Membranes are extremely small and thin, so to examine them you need to use an electron microscope. Under the electron microscope they look like solid structures, but they actually move constantly, joining with other membranes. By using the electron microscope we can deduce that the membrane has three layers, two dark layers which are protein with a light layer in the middle which is the bilayer. The total thickness of the membrane is 7nm.
In 1972 Singer and Nicholosen came up with their theory abut the structure and function of the cell membrane. Their theory is known as the Fluid Mosaic Model. Whether the membrane is at the cell surface or in its cytoplasm it has the same basic structure. Structurally, the membrane is a lipid bilayer, which generally means it has two layers. The layers are composed of a two part molecule called a phospholipid. The phospholipid bilayer is composed of various cholestrol, phospholipids, glycolipids and proteins. There are not many strong chemical bonds holding membranes together. Instead membranes get their strength, great flexibility and mobility by a large number of weak interactions resulting from the properties of lipids.
Permability studies showed that lipids could move easily between the interior of cells therefore it was decided that the cell membrane must contain lipids to allow fat soluble materials such as glucose, amino acids and ions to move across the membrane by being transported in it. In membranes the lipids are of a special kind called amphipathic lipids. The second type is the lipids bilayer or a `micelle’ which is a single layer circle of phospholipids with the fatty acyl tails pointing inwards.
The basic structural unit of virtually all biomembranes is the phospholipid bilayer. The bilayer is a sheet like structure composed of two layers of phospholipid molecules whose polar head groups face the surrounding water and whose fatty acyl chains form a continuous hydrophobic interior. Each phospholipid layer is called a leaflet. These two layers of phospholipids are made up of hydrophobic (tails) and hydrophilic (heads) molecules.
The lipids or fatty acyl tails are `water fearing’ (hydrophobic) molecules. The phosphate end is water loving (hydrophilic). The membrane forms when the phosphate head faces out, attracted to the watery environment of the cell and the lipid faces inwards trying to avoid the water.
The hydrophilic heads are polar, so they are bery soluble in water and when they point outwards they form hydrogen bonds with water. The hydrophobic tails are non-polar, so they are very insoluble in water and when they point towards one another it maximizes hydrophobic attractions and excludes water. Due to the different solubility properties of the two ends of phospholipid molecules a phospholipid bilayer can act as a barrier between two aqueous environments.
Phospholipids are two fatty acids, one saturated and one unsaturated which are linked to a glycerol. Differences in lipid composition affect the fluidity and permability of the membrane. The unsaturated fatty acid tails are `kinked’ created by a double carbon bond, which limit close packing of the hydrophobic tails and so increase fluidity, but cholestrol may interfere with the lateral movement of the hydrophobic tails causing a reduction in membrane fluidity.

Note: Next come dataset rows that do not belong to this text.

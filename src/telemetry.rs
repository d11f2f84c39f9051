//! Telemetry utilities for interaction timing and span construction.

use std::time::Instant;

/// Guard for timing interaction handling and recording metrics.
///
/// Records latency when dropped.
pub struct InteractionTimer {
    kind: &'static str,
    start: Instant,
}

impl InteractionTimer {
    /// Start timing an interaction.
    pub fn new(kind: &'static str) -> Self {
        Self {
            kind,
            start: Instant::now(),
        }
    }
}

impl Drop for InteractionTimer {
    fn drop(&mut self) {
        let duration = self.start.elapsed().as_secs_f64();
        crate::metrics::record_interaction(self.kind, duration);
    }
}

/// Standardized span constructors.
pub mod spans {
    use ticketd_proto::{ChannelId, Interaction, UserId};
    use tracing::{Span, info_span};

    /// Span covering one inbound interaction.
    pub fn interaction(interaction: &Interaction) -> Span {
        let channel = interaction.channel_id.map(|c| c.get()).unwrap_or_default();
        info_span!(
            "interaction",
            id = %interaction.id,
            kind = interaction.kind.label(),
            user = %interaction.user.id,
            channel,
        )
    }

    /// Span covering a deferred transition body.
    pub fn deferred(action: &str, channel: ChannelId, requester: UserId) -> Span {
        info_span!("deferred", action = %action, channel = %channel, requester = %requester)
    }
}
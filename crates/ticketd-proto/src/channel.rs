//! Channel objects and permission overwrites.

use crate::id::{ChannelId, GuildId, RoleId, UserId};
use crate::permissions::Permissions;
use serde::{Deserialize, Serialize};

/// Channel type discriminator.
#[derive(Debug, Clone, Copy, PartialEq, Eq, Hash, Serialize, Deserialize)]
#[serde(from = "u8", into = "u8")]
pub enum ChannelKind {
    /// A guild text channel (type 0).
    Text,
    /// A category grouping other channels (type 4).
    Category,
    /// Anything else, kept by raw discriminator.
    Other(u8),
}

impl From<u8> for ChannelKind {
    fn from(raw: u8) -> Self {
        match raw {
            0 => Self::Text,
            4 => Self::Category,
            other => Self::Other(other),
        }
    }
}

impl From<ChannelKind> for u8 {
    fn from(kind: ChannelKind) -> u8 {
        match kind {
            ChannelKind::Text => 0,
            ChannelKind::Category => 4,
            ChannelKind::Other(raw) => raw,
        }
    }
}

/// Who a permission overwrite applies to.
#[derive(Debug, Clone, Copy, PartialEq, Eq, Hash)]
pub enum OverwriteTarget {
    /// A role (overwrite type 0).
    Role(RoleId),
    /// A single member (overwrite type 1).
    Member(UserId),
}

impl OverwriteTarget {
    /// Raw snowflake of the target.
    pub fn raw_id(self) -> u64 {
        match self {
            Self::Role(id) => id.get(),
            Self::Member(id) => id.get(),
        }
    }

    /// Wire discriminator of the target.
    pub fn wire_type(self) -> u8 {
        match self {
            Self::Role(_) => 0,
            Self::Member(_) => 1,
        }
    }
}

/// A per-role or per-member allow/deny pair on a channel.
#[derive(Debug, Clone, Copy, PartialEq, Eq, Serialize, Deserialize)]
#[serde(try_from = "RawOverwrite", into = "RawOverwrite")]
pub struct PermissionOverwrite {
    /// Role or member the overwrite applies to.
    pub target: OverwriteTarget,
    /// Explicitly granted bits.
    pub allow: Permissions,
    /// Explicitly revoked bits.
    pub deny: Permissions,
}

impl PermissionOverwrite {
    /// Grant `allow` to a role.
    pub fn role(role: RoleId, allow: Permissions, deny: Permissions) -> Self {
        Self {
            target: OverwriteTarget::Role(role),
            allow,
            deny,
        }
    }

    /// Grant `allow` to a member.
    pub fn member(user: UserId, allow: Permissions, deny: Permissions) -> Self {
        Self {
            target: OverwriteTarget::Member(user),
            allow,
            deny,
        }
    }
}

#[derive(Serialize, Deserialize)]
struct RawOverwrite {
    id: UserId,
    #[serde(rename = "type")]
    kind: u8,
    #[serde(default)]
    allow: Permissions,
    #[serde(default)]
    deny: Permissions,
}

impl TryFrom<RawOverwrite> for PermissionOverwrite {
    type Error = String;

    fn try_from(raw: RawOverwrite) -> Result<Self, Self::Error> {
        let target = match raw.kind {
            0 => OverwriteTarget::Role(RoleId(raw.id.get())),
            1 => OverwriteTarget::Member(raw.id),
            other => return Err(format!("unknown overwrite type {other}")),
        };
        Ok(Self {
            target,
            allow: raw.allow,
            deny: raw.deny,
        })
    }
}

impl From<PermissionOverwrite> for RawOverwrite {
    fn from(ow: PermissionOverwrite) -> Self {
        Self {
            id: UserId(ow.target.raw_id()),
            kind: ow.target.wire_type(),
            allow: ow.allow,
            deny: ow.deny,
        }
    }
}

/// A partial edit of a member's overwrite.
///
/// `Some(true)` grants, `Some(false)` revokes, `None` leaves the bit as it
/// is. Applying an edit merges into the existing overwrite instead of
/// replacing it.
#[derive(Debug, Clone, Copy, Default, PartialEq, Eq)]
pub struct PermissionEdit {
    /// View the channel.
    pub view_channel: Option<bool>,
    /// Post messages.
    pub send_messages: Option<bool>,
    /// Read history.
    pub read_message_history: Option<bool>,
}

impl PermissionEdit {
    /// Merge this edit into an allow/deny pair.
    pub fn apply(&self, allow: &mut Permissions, deny: &mut Permissions) {
        let bits = [
            (self.view_channel, Permissions::VIEW_CHANNEL),
            (self.send_messages, Permissions::SEND_MESSAGES),
            (self.read_message_history, Permissions::READ_MESSAGE_HISTORY),
        ];
        for (setting, bit) in bits {
            match setting {
                Some(true) => {
                    allow.insert(bit);
                    deny.remove(bit);
                }
                Some(false) => {
                    deny.insert(bit);
                    allow.remove(bit);
                }
                None => {}
            }
        }
    }
}

/// A channel as returned by the platform.
#[derive(Debug, Clone, PartialEq, Eq, Serialize, Deserialize)]
pub struct ChannelInfo {
    /// Channel id.
    pub id: ChannelId,
    /// Owning guild, absent for direct messages.
    #[serde(default)]
    pub guild_id: Option<GuildId>,
    /// Channel type.
    #[serde(rename = "type")]
    pub kind: ChannelKind,
    /// Display name.
    #[serde(default)]
    pub name: String,
    /// Free-form topic. Ticket channels keep the owner's user id here.
    #[serde(default)]
    pub topic: Option<String>,
    /// Parent category.
    #[serde(default)]
    pub parent_id: Option<ChannelId>,
    /// Permission overwrites.
    #[serde(default)]
    pub permission_overwrites: Vec<PermissionOverwrite>,
}

impl ChannelInfo {
    /// The ticket owner encoded in the topic, if the topic holds a user id.
    pub fn owner(&self) -> Option<UserId> {
        self.topic.as_deref().and_then(|t| t.parse().ok())
    }

    /// The overwrite for a single member, if any.
    pub fn member_overwrite(&self, user: UserId) -> Option<&PermissionOverwrite> {
        self.permission_overwrites
            .iter()
            .find(|ow| ow.target == OverwriteTarget::Member(user))
    }

    /// Whether the member's overwrite explicitly allows or denies sending.
    /// `None` when the overwrite is absent or silent on that bit.
    pub fn member_can_send(&self, user: UserId) -> Option<bool> {
        let ow = self.member_overwrite(user)?;
        if ow.deny.contains(Permissions::SEND_MESSAGES) {
            Some(false)
        } else if ow.allow.contains(Permissions::SEND_MESSAGES) {
            Some(true)
        } else {
            None
        }
    }
}

/// Request body for creating a guild channel.
#[derive(Debug, Clone, PartialEq, Eq, Serialize)]
pub struct CreateChannel {
    /// Channel name.
    pub name: String,
    /// Channel type.
    #[serde(rename = "type")]
    pub kind: ChannelKind,
    /// Topic.
    #[serde(skip_serializing_if = "Option::is_none")]
    pub topic: Option<String>,
    /// Parent category.
    #[serde(skip_serializing_if = "Option::is_none")]
    pub parent_id: Option<ChannelId>,
    /// Initial overwrites.
    pub permission_overwrites: Vec<PermissionOverwrite>,
}
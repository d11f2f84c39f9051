//! Ed25519 verification of inbound interaction requests.
//!
//! The platform signs `timestamp || body` and sends the signature and
//! timestamp in the `X-Signature-Ed25519` / `X-Signature-Timestamp` headers.

use ring::signature::{ED25519, UnparsedPublicKey};
use thiserror::Error;

pub const SIGNATURE_HEADER: &str = "x-signature-ed25519";
pub const TIMESTAMP_HEADER: &str = "x-signature-timestamp";

const PUBLIC_KEY_LEN: usize = 32;
const SIGNATURE_LEN: usize = 64;

#[derive(Debug, Error, PartialEq, Eq)]
pub enum VerifyError {
    #[error("public key must be {PUBLIC_KEY_LEN} hex-encoded bytes")]
    BadKey,
    #[error("malformed signature header")]
    BadSignature,
    #[error("signature does not match")]
    Mismatch,
}

/// Holds the application's public key.
#[derive(Debug, Clone)]
pub struct SignatureVerifier {
    key: Vec<u8>,
}

impl SignatureVerifier {
    pub fn from_hex(public_key: &str) -> Result<Self, VerifyError> {
        match hex::decode(public_key.trim()) {
            Ok(key) if key.len() == PUBLIC_KEY_LEN => Ok(Self { key }),
            _ => Err(VerifyError::BadKey),
        }
    }

    /// Check `signature` (hex) over `timestamp || body`.
    pub fn verify(&self, signature: &str, timestamp: &str, body: &[u8]) -> Result<(), VerifyError> {
        let signature = hex::decode(signature.trim())
            .ok()
            .filter(|s| s.len() == SIGNATURE_LEN)
            .ok_or(VerifyError::BadSignature)?;
        let mut message = Vec::with_capacity(timestamp.len() + body.len());
        message.extend_from_slice(timestamp.as_bytes());
        message.extend_from_slice(body);
        UnparsedPublicKey::new(&ED25519, &self.key)
            .verify(&message, &signature)
            .map_err(|_| VerifyError::Mismatch)
    }
}
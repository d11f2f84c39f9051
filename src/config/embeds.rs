//! Operator-editable embed text for the panel and ticket messages.
//!
//! The document is a small JSON file edited at runtime through the
//! `/panelset` and `/ticketset` commands. A missing or unreadable file falls
//! back to the built-in defaults; write failures are logged and otherwise
//! ignored so a read-only filesystem never breaks the commands.

use super::defaults::{default_embed_color, default_panel_image};
use parking_lot::RwLock;
use regex::Regex;
use serde::{Deserialize, Serialize};
use std::path::{Path, PathBuf};
use std::sync::LazyLock;
use thiserror::Error;
use tracing::{info, warn};

static HEX_COLOR: LazyLock<Regex> =
    LazyLock::new(|| Regex::new(r"^#?([0-9a-fA-F]{6})$").expect("static regex"));

/// Parse a `#rrggbb` (or `rrggbb`) colour.
pub fn parse_color(value: &str) -> Option<u32> {
    let caps = HEX_COLOR.captures(value.trim())?;
    u32::from_str_radix(&caps[1], 16).ok()
}

/// Rejected embed edits.
#[derive(Debug, Clone, PartialEq, Eq, Error)]
pub enum EmbedFieldError {
    #[error("invalid color: {0}")]
    InvalidColor(String),
    #[error("unknown field: {0}")]
    UnknownField(String),
}

/// The ticket-selection panel.
#[derive(Debug, Clone, PartialEq, Eq, Serialize, Deserialize)]
pub struct PanelEmbed {
    pub title: String,
    pub description: String,
    #[serde(default)]
    pub image: Option<String>,
    pub color: u32,
}

/// The greeting posted in each new ticket channel.
#[derive(Debug, Clone, PartialEq, Eq, Serialize, Deserialize)]
#[serde(rename_all = "camelCase")]
pub struct TicketEmbed {
    pub title_prefix: String,
    pub description: String,
    #[serde(default)]
    pub image: Option<String>,
    pub color: u32,
}

/// The persisted document.
#[derive(Debug, Clone, PartialEq, Eq, Serialize, Deserialize)]
pub struct EmbedDocument {
    pub panel: PanelEmbed,
    pub ticket: TicketEmbed,
}

impl Default for EmbedDocument {
    fn default() -> Self {
        Self {
            panel: PanelEmbed {
                title: "Rage System".to_string(),
                description: "Estamos aqui para ajudar você da melhor forma possível. Abra um novo \
                              ticket para registrar sua solicitação, dúvida, compras ou problema. \
                              Nossa equipe entrará em contato o mais breve possível."
                    .to_string(),
                image: Some(default_panel_image()),
                color: default_embed_color(),
            },
            ticket: TicketEmbed {
                title_prefix: "Ticket • ".to_string(),
                description: "aguarde um atendente. Use os botões abaixo para fechar, reabrir ou \
                              excluir."
                    .to_string(),
                image: None,
                color: default_embed_color(),
            },
        }
    }
}

/// Thread-safe embed document with best-effort persistence.
#[derive(Debug)]
pub struct EmbedStore {
    path: Option<PathBuf>,
    doc: RwLock<EmbedDocument>,
}

impl EmbedStore {
    /// Load from `path`, falling back to defaults.
    pub fn load(path: impl AsRef<Path>) -> Self {
        let path = path.as_ref();
        let doc = match std::fs::read_to_string(path) {
            Ok(content) => match serde_json::from_str(&content) {
                Ok(doc) => {
                    info!(path = %path.display(), "Loaded embed document");
                    doc
                }
                Err(e) => {
                    warn!(path = %path.display(), error = %e, "Embed document unreadable, using defaults");
                    EmbedDocument::default()
                }
            },
            Err(e) if e.kind() == std::io::ErrorKind::NotFound => EmbedDocument::default(),
            Err(e) => {
                warn!(path = %path.display(), error = %e, "Failed to read embed document, using defaults");
                EmbedDocument::default()
            }
        };
        Self {
            path: Some(path.to_path_buf()),
            doc: RwLock::new(doc),
        }
    }

    /// A store that never touches the filesystem.
    pub fn in_memory(doc: EmbedDocument) -> Self {
        Self {
            path: None,
            doc: RwLock::new(doc),
        }
    }

    /// Clone of the current document.
    pub fn snapshot(&self) -> EmbedDocument {
        self.doc.read().clone()
    }

    /// Edit one panel field: `title`, `description`, `image` or `color`.
    pub fn set_panel_field(&self, field: &str, value: &str) -> Result<(), EmbedFieldError> {
        {
            let mut doc = self.doc.write();
            let panel = &mut doc.panel;
            match field {
                "title" => panel.title = value.to_string(),
                "description" => panel.description = value.to_string(),
                "image" => panel.image = Some(value.to_string()),
                "color" => {
                    panel.color = parse_color(value)
                        .ok_or_else(|| EmbedFieldError::InvalidColor(value.to_string()))?
                }
                other => return Err(EmbedFieldError::UnknownField(other.to_string())),
            }
        }
        self.save();
        Ok(())
    }

    /// Edit one ticket field: `titleprefix`, `description`, `image` or `color`.
    pub fn set_ticket_field(&self, field: &str, value: &str) -> Result<(), EmbedFieldError> {
        {
            let mut doc = self.doc.write();
            let ticket = &mut doc.ticket;
            match field {
                "titleprefix" => ticket.title_prefix = value.to_string(),
                "description" => ticket.description = value.to_string(),
                "image" => ticket.image = Some(value.to_string()),
                "color" => {
                    ticket.color = parse_color(value)
                        .ok_or_else(|| EmbedFieldError::InvalidColor(value.to_string()))?
                }
                other => return Err(EmbedFieldError::UnknownField(other.to_string())),
            }
        }
        self.save();
        Ok(())
    }

    fn save(&self) {
        let Some(path) = &self.path else {
            return;
        };
        let json = match serde_json::to_string_pretty(&*self.doc.read()) {
            Ok(json) => json,
            Err(e) => {
                warn!(error = %e, "Failed to encode embed document");
                return;
            }
        };
        if let Err(e) = std::fs::write(path, json) {
            warn!(path = %path.display(), error = %e, "Failed to save embed document");
        }
    }
}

The smaller molecules between the phospholipids is cholestrol. Cholesterol and its derivatives constitute another importat class of membrane lipids, the steroids. Cholesterol is the major constiuent of animal tissues. Although cholesterol is almost entirely hydrocarbon in composition it is amphipathic because it contains a hydroxyl group that interacts with water. Cholesterol in the membrane interacts with adjacent phospholipids making the membrane more rigid or stable.
Another impritant but minor constituent of membranes is carbohydrate. When carbohydrate is attached to proteins it forms glycoprotein and when it is attached to lipids it forms glyclipid. In the plasma membrane, all the O- and N- lined oligosacharides in glycoproteins and all of the oligosacharides in glycolipids are on the exoplasmic surface. In the endoplasmic reticulum they are found on the interior membrane surface. Surface carbohydrates are known collectibely as glycocalyx and are usually oligosacharides which are positioned to aid in cell recognition functions. Glycocalyx act as antigens and are important in immune response.